#### Data provided

use std::{env, fmt, fs, io, path};

use serde::{Deserialize, Serialize};
use thiserror::Error;
use uptime::notifier::webhook;
use uptime::{MonitoredTarget, ProbeConfig};

#[derive(Debug, Error)]
pub enum Error {
    #[error("Failed to read config: {0}")]
    ReadFailed(#[source] io::Error),
    #[error("Failed to write config: {0}")]
    WriteFailed(#[source] io::Error),
    #[error("Failed to parse config: {0}")]
    ParseFailed(#[from] toml::de::Error),
    #[error("Failed to serialize config: {0}")]
    SerializeFailed(#[from] toml::ser::Error),
    #[error("No config directory available (set XDG_CONFIG_HOME or HOME)")]
    ConfigPathUnavailable,
}

#[derive(Debug, Clone, Default, Serialize, Deserialize)]
#[serde(default)]
pub struct Config {
    pub probe: ProbeConfig,
    pub database: DatabaseConfig,
    pub scheduler: SchedulerConfig,
    pub notifications: NotificationConfig,
    pub targets: Vec<TargetConfig>,
}

#[derive(Debug, Clone, Serialize, Deserialize)]
#[serde(default)]
pub struct DatabaseConfig {
    pub path: String,
}

impl Default for DatabaseConfig {
    fn default() -> Self {
        Self { path: "uptime.db".into() }
    }
}

#[derive(Debug, Clone, Serialize, Deserialize)]
#[serde(default)]
pub struct SchedulerConfig {
    pub interval_seconds: u64,
    pub max_concurrent_checks: usize,
    /// Limit on notifying and regenerating the report within one cycle
    pub step_timeout_seconds: u64,
}

impl Default for SchedulerConfig {
    fn default() -> Self {
        Self { interval_seconds: 60, max_concurrent_checks: 50, step_timeout_seconds: 30 }
    }
}

#[derive(Debug, Clone, Copy, Default, PartialEq, Eq, Serialize, Deserialize)]
#[serde(rename_all = "lowercase")]
pub enum Channel {
    #[default]
    Log,
    Webhook,
}

impl fmt::Display for Channel {
    fn fmt(&self, f: &mut fmt::Formatter<'_>) -> fmt::Result {
        match self {
            Channel::Log => write!(f, "log"),
            Channel::Webhook => write!(f, "webhook"),
        }
    }
}

#[derive(Debug, Clone, Serialize, Deserialize)]
#[serde(default)]
pub struct NotificationConfig {
    pub channel: Channel,
    pub webhook_url: Option<String>,
    pub timeout_seconds: u64,
    pub connect_timeout_seconds: u64,
}

impl Default for NotificationConfig {
    fn default() -> Self {
        Self {
            channel: Channel::default(),
            webhook_url: None,
            timeout_seconds: webhook::DEFAULT_TIMEOUT_SECONDS,
            connect_timeout_seconds: webhook::DEFAULT_CONNECT_TIMEOUT_SECONDS,
        }
    }
}

/// One `[[targets]]` entry
#[derive(Debug, Clone, PartialEq, Eq, Serialize, Deserialize)]
pub struct TargetConfig {
    pub id: String,
    pub url: String,
    #[serde(default)]
    pub keyword: Option<String>,
    pub owner: String,
    /// Falls back to `[scheduler] interval_seconds`
    #[serde(default)]
    pub interval_seconds: Option<u64>,
    #[serde(default = "enabled_by_default")]
    pub enabled: bool,
}

fn enabled_by_default() -> bool {
    true
}

impl TargetConfig {
    pub fn to_target(&self) -> MonitoredTarget {
        MonitoredTarget {
            id: self.id.clone(),
            url: self.url.clone(),
            keyword: self.keyword.clone(),
            owner: self.owner.clone(),
        }
    }
}

/// Used to ensure we are actually reading a toml file
fn normalize_toml_path(path: &path::Path) -> path::PathBuf {
    let mut path = path.to_path_buf();
    if path.extension().map(|ext| ext != "toml").unwrap_or(true) {
        path.set_extension("toml");
    }
    path
}

/// Get default config path ($XDG_CONFIG_HOME/uptime/config.toml or
/// $HOME/.config/...)
fn default_config_path() -> Result<path::PathBuf, Error> {
    let path = if let Ok(config_home) = env::var("XDG_CONFIG_HOME") {
        path::PathBuf::from(config_home)
    } else if let Some(home_dir) = env::home_dir() {
        home_dir.join(".config")
    } else {
        return Err(Error::ConfigPathUnavailable);
    };

    Ok(path.join("uptime/config.toml"))
}

impl fmt::Display for Config {
    fn fmt(&self, f: &mut fmt::Formatter<'_>) -> fmt::Result {
        let write_indented = |level: usize| {
            move |f: &mut fmt::Formatter<'_>, label: &str, value: &dyn fmt::Display| {
                writeln!(f, "  {:indent$}{}: {}", "", label, value, indent = level * 2)
            }
        };
        let write_title_indented = |level: usize| {
            move |f: &mut fmt::Formatter<'_>, label: &str| {
                writeln!(f, "{:indent$}{}", "", label, indent = level * 2)
            }
        };

        let write_title_1 = write_title_indented(1);
        let write_1 = write_indented(1);
        let write_2 = write_indented(2);

        writeln!(f, "Current Configuration:")?;
        write_title_1(f, "Probe")?;
        write_1(f, "User Agent", &self.probe.user_agent)?;
        write_1(f, "Connect Timeout (s)", &self.probe.connect_timeout_seconds)?;
        write_1(f, "Read Timeout (s)", &self.probe.read_timeout_seconds)?;
        write_1(f, "Timeout (s)", &self.probe.timeout_seconds)?;
        write_title_1(f, "Database")?;
        write_1(f, "Path", &self.database.path)?;
        write_title_1(f, "Scheduler")?;
        write_1(f, "Interval (s)", &self.scheduler.interval_seconds)?;
        write_1(f, "Max Concurrent Checks", &self.scheduler.max_concurrent_checks)?;
        write_1(f, "Step Timeout (s)", &self.scheduler.step_timeout_seconds)?;
        write_title_1(f, "Notifications")?;
        write_1(f, "Channel", &self.notifications.channel)?;
        write_1(f, "Webhook URL", &self.notifications.webhook_url.as_deref().unwrap_or("-"))?;
        write_1(f, "Timeout (s)", &self.notifications.timeout_seconds)?;
        write_1(f, "Connect Timeout (s)", &self.notifications.connect_timeout_seconds)?;
        write_title_1(f, "Targets")?;
        for target in &self.targets {
            write_1(f, &target.id, &target.url)?;
            write_2(f, "Owner", &target.owner)?;
            write_2(f, "Keyword", &target.keyword.as_deref().unwrap_or("-"))?;
            write_2(f, "Enabled", &target.enabled)?;
        }

        Ok(())
    }
}

impl Config {
    /// Generate Config structure from file
    ///
    /// Creates a default config in ~/.config/uptime/config.toml
    ///  or the specified path if one does not exist
    pub fn from_config(optional_path: Option<impl AsRef<path::Path>>) -> Result<Self, Error> {
        let config_path: path::PathBuf = if let Some(path) = optional_path {
            normalize_toml_path(path.as_ref())
        } else {
            default_config_path()?
        };

        if config_path.exists() {
            let raw_string = fs::read_to_string(&config_path).map_err(Error::ReadFailed)?;
            Ok(toml::from_str(raw_string.as_str())?)
        } else {
            let config = Self::default();
            config.write_config(&config_path)?;
            Ok(config)
        }
    }

    /// Serialize and write a config to a file
    pub fn write_config(&self, path: &path::Path) -> Result<(), Error> {
        let config_str: String = toml::to_string_pretty(self)?;

        if let Some(parent) = path.parent() {
            fs::create_dir_all(parent).map_err(Error::WriteFailed)?;
        }

        fs::write(path, config_str).map_err(Error::WriteFailed)
    }

    /// Check interval for a target, falling back to the scheduler default
    pub fn interval_for(&self, target: &TargetConfig) -> u64 {
        target.interval_seconds.unwrap_or(self.scheduler.interval_seconds)
    }
}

########

» What you need to do:
Within the data above, the span starting at the line containing "impl fmt::Display for Config" and ending at the line containing "let write_title_indented = |level: usize|" is to be retyped exactly, with no other lines.

» Written response:
impl fmt::Display for Config {
    fn fmt(&self, f: &mut fmt::Formatter<'_>) -> fmt::Result {
        let write_indented = |level: usize| {
            move |f: &mut fmt::Formatter<'_>, label: &str, value: &dyn fmt::Display| {
                writeln!(f, "  {:indent$}{}: {}", "", label, value, indent = level * 2)
            }
        };
        let write_title_indented = |level: usize| {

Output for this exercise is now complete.